- [TASK TO CARRY OUT]:
The answer must be every line of the data that holds the word "slot".

[Records from a dataset]
......

/* This file is part of coretune
 *
 * Copyright (C) 2023-2026 coretune developers
 *
 * This program is free software: you can redistribute it and/or modify
 * it under the terms of the GNU Affero General Public License as
 * published by the Free Software Foundation, either version 3 of the
 * License, or (at your option) any later version.
 *
 * This program is distributed in the hope that it will be useful,
 * but WITHOUT ANY WARRANTY; without even the implied warranty of
 * MERCHANTABILITY or FITNESS FOR A PARTICULAR PURPOSE.  See the
 * GNU Affero General Public License for more details.
 *
 * You should have received a copy of the GNU Affero General Public License
 * along with this program.  If not, see <https://www.gnu.org/licenses/>.
 */

//! Miscellaneous processor features: ten IA32_MISC_ENABLE bits with
//! identical tri-state handling. Field order below is the declared
//! order for diff reports and argv fragments.

use toml::value::Table;

use crate::{
    msr::{layout::misc_enable, read_view, BitField, MsrSource},
    persist,
    topology::LogicalCpuId,
    tunable::{diff_field, Diff, Tunable},
    Result,
};

use super::push_toggle;

struct MiscBit {
    key: &'static str,
    on: &'static str,
    off: &'static str,
    field: BitField,
}

const BITS: [MiscBit; 10] = [
    MiscBit {
        key: "Fast_Strings_Enable",
        on: "--fs-enable",
        off: "--fs-disable",
        field: misc_enable::FAST_STRINGS_ENABLE,
    },
    MiscBit {
        key: "Hardware_Prefetcher_Disable",
        on: "--hwp-enable",
        off: "--hwp-disable",
        field: misc_enable::HARDWARE_PREFETCHER_DISABLE,
    },
    MiscBit {
        key: "FERR_Multiplexing_Enable",
        on: "--ferr-enable",
        off: "--ferr-disable",
        field: misc_enable::FERR_MULTIPLEXING_ENABLE,
    },
    MiscBit {
        key: "Enable_Monitor_FSM",
        on: "--fsm-enable",
        off: "--fsm-disable",
        field: misc_enable::ENABLE_MONITOR_FSM,
    },
    MiscBit {
        key: "Adjacent_Cache_Line_Prefetch_Disable",
        on: "--adj-clp-enable",
        off: "--adj-clp-disable",
        field: misc_enable::ADJACENT_CACHE_LINE_PREFETCH_DISABLE,
    },
    MiscBit {
        key: "Limit_CPUID_Maxval",
        on: "--cpuid-max-enable",
        off: "--cpuid-max-disable",
        field: misc_enable::LIMIT_CPUID_MAXVAL,
    },
    MiscBit {
        key: "xTPR_Message_Disable",
        on: "--xtpr-msg-enable",
        off: "--xtpr-msg-disable",
        field: misc_enable::XTPR_MESSAGE_DISABLE,
    },
    MiscBit {
        key: "XD_Bit_Disable",
        on: "--xd-bit-enable",
        off: "--xd-bit-disable",
        field: misc_enable::XD_BIT_DISABLE,
    },
    MiscBit {
        key: "DCU_Prefetcher_Disable",
        on: "--dcup-enable",
        off: "--dcup-disable",
        field: misc_enable::DCU_PREFETCHER_DISABLE,
    },
    MiscBit {
        key: "IP_Prefetcher_Disable",
        on: "--ipp-enable",
        off: "--ipp-disable",
        field: misc_enable::IP_PREFETCHER_DISABLE,
    },
];

/// Persistence key of each bit, in declared field order.
pub fn bit_keys() -> [&'static str; 10] {
    let mut keys = [""; 10];
    for (slot, def) in keys.iter_mut().zip(BITS.iter()) {
        *slot = def.key;
    }
    keys
}

/// Observed IA32_MISC_ENABLE bits, in declared field order.
#[derive(Debug, Clone, Default, PartialEq, Eq)]
pub struct MiscValues {
    pub bits: [bool; 10],
}

impl MiscValues {
    pub fn read(src: &dyn MsrSource, cpu: LogicalCpuId) -> Result<Self> {
        let view = read_view(src, cpu, misc_enable::ADDR)?;
        let mut bits = [false; 10];
        for (slot, def) in bits.iter_mut().zip(BITS.iter()) {
            *slot = view.bit(def.field);
        }
        Ok(Self { bits })
    }

    pub fn fast_strings_enable(&self) -> bool {
        self.bits[0]
    }

    pub fn hardware_prefetcher_disable(&self) -> bool {
        self.bits[1]
    }

    pub fn xd_bit_disable(&self) -> bool {
        self.bits[7]
    }
}

/// Desired misc bits with their adjust gates, same order as
/// [`MiscValues::bits`].
#[derive(Debug, Clone, Default, PartialEq)]
pub struct MiscSettings {
    pub bits: [Tunable<bool>; 10],
}

impl MiscSettings {
    /// Convenience accessor by persistence key.
    pub fn bit_mut(&mut self, key: &str) -> Option<&mut Tunable<bool>> {
        let idx = BITS.iter().position(|b| b.key == key)?;
        Some(&mut self.bits[idx])
    }

    pub fn fast_strings_enable_mut(&mut self) -> &mut Tunable<bool> {
        &mut self.bits[0]
    }

    pub fn compare(&self, values: &MiscValues, diffs: &mut Vec<Diff>) {
        for ((t, def), observed) in self.bits.iter().zip(BITS.iter()).zip(values.bits.iter()) {
            diff_field(diffs, def.key, t, observed);
        }
    }

    pub fn apply_args(&self, argv: &mut Vec<String>) {
        for (t, def) in self.bits.iter().zip(BITS.iter()) {
            push_toggle(argv, t, def.on, def.off);
        }
    }

    pub fn shadow(&mut self, values: &MiscValues) {
        for (t, observed) in self.bits.iter_mut().zip(values.bits.iter()) {
            t.shadow(*observed);
        }
    }

    pub fn load(&mut self, table: &Table, values: &MiscValues) {
        for ((t, def), observed) in self.bits.iter_mut().zip(BITS.iter()).zip(values.bits.iter()) {
            persist::load_bool(table, def.key, t, *observed);
        }
    }

    pub fn save(&self, table: &mut Table) {
        for (t, def) in self.bits.iter().zip(BITS.iter()) {
            persist::store_bool(table, def.key, t);
        }
    }
}

#[cfg(test)]
mod tests {
    use super::*;
    use crate::msr::fake::FakeMsrs;

    #[test]
    fn read_decodes_bits() {
        let mut msrs = FakeMsrs::new();
        // fast strings on, hw prefetcher disabled, xd bit disabled
        msrs.set(0, misc_enable::ADDR, (1 << 0) | (1 << 9) | (1 << 34));
        let v = MiscValues::read(&msrs, 0).unwrap();
        assert!(v.fast_strings_enable());
        assert!(v.hardware_prefetcher_disable());
        assert!(v.xd_bit_disable());
        assert!(!v.bits[2]);
    }

    #[test]
    fn disarmed_fields_stay_silent() {
        let mut s = MiscSettings::default();
        let v = MiscValues { bits: [true; 10] };

        let mut diffs = vec![];
        s.compare(&v, &mut diffs);
        assert!(diffs.is_empty());

        let mut argv = vec![];
        s.apply_args(&mut argv);
        assert!(argv.is_empty());

        // Arming one field yields exactly one diff and one flag.
        s.fast_strings_enable_mut().set(false);
        s.compare(&v, &mut diffs);
        assert_eq!(diffs.len(), 1);
        assert_eq!(diffs[0].field, "Fast_Strings_Enable");
        s.apply_args(&mut argv);
        assert_eq!(argv, vec!["--fs-disable"]);
    }

    #[test]
    fn persistence_roundtrip() {
        let mut s = MiscSettings::default();
        s.bit_mut("XD_Bit_Disable").unwrap().set(true);
        s.bit_mut("IP_Prefetcher_Disable").unwrap().set(false);

        let mut table = Table::new();
        s.save(&mut table);

        let mut loaded = MiscSettings::default();
        loaded.load(&table, &MiscValues::default());
        assert_eq!(loaded, s);
    }

    #[test]
    fn load_defaults_from_observed() {
        let v = MiscValues { bits: [true; 10] };
        let mut s = MiscSettings::default();
        s.load(&Table::new(), &v);
        for t in &s.bits {
            assert!(!t.is_adjust());
            assert!(*t.stored());
        }
    }
}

......

- [SOLVED EXERCISE]:
    for (slot, def) in keys.iter_mut().zip(BITS.iter()) {
        *slot = def.key;
        for (slot, def) in bits.iter_mut().zip(BITS.iter()) {
            *slot = view.bit(def.field);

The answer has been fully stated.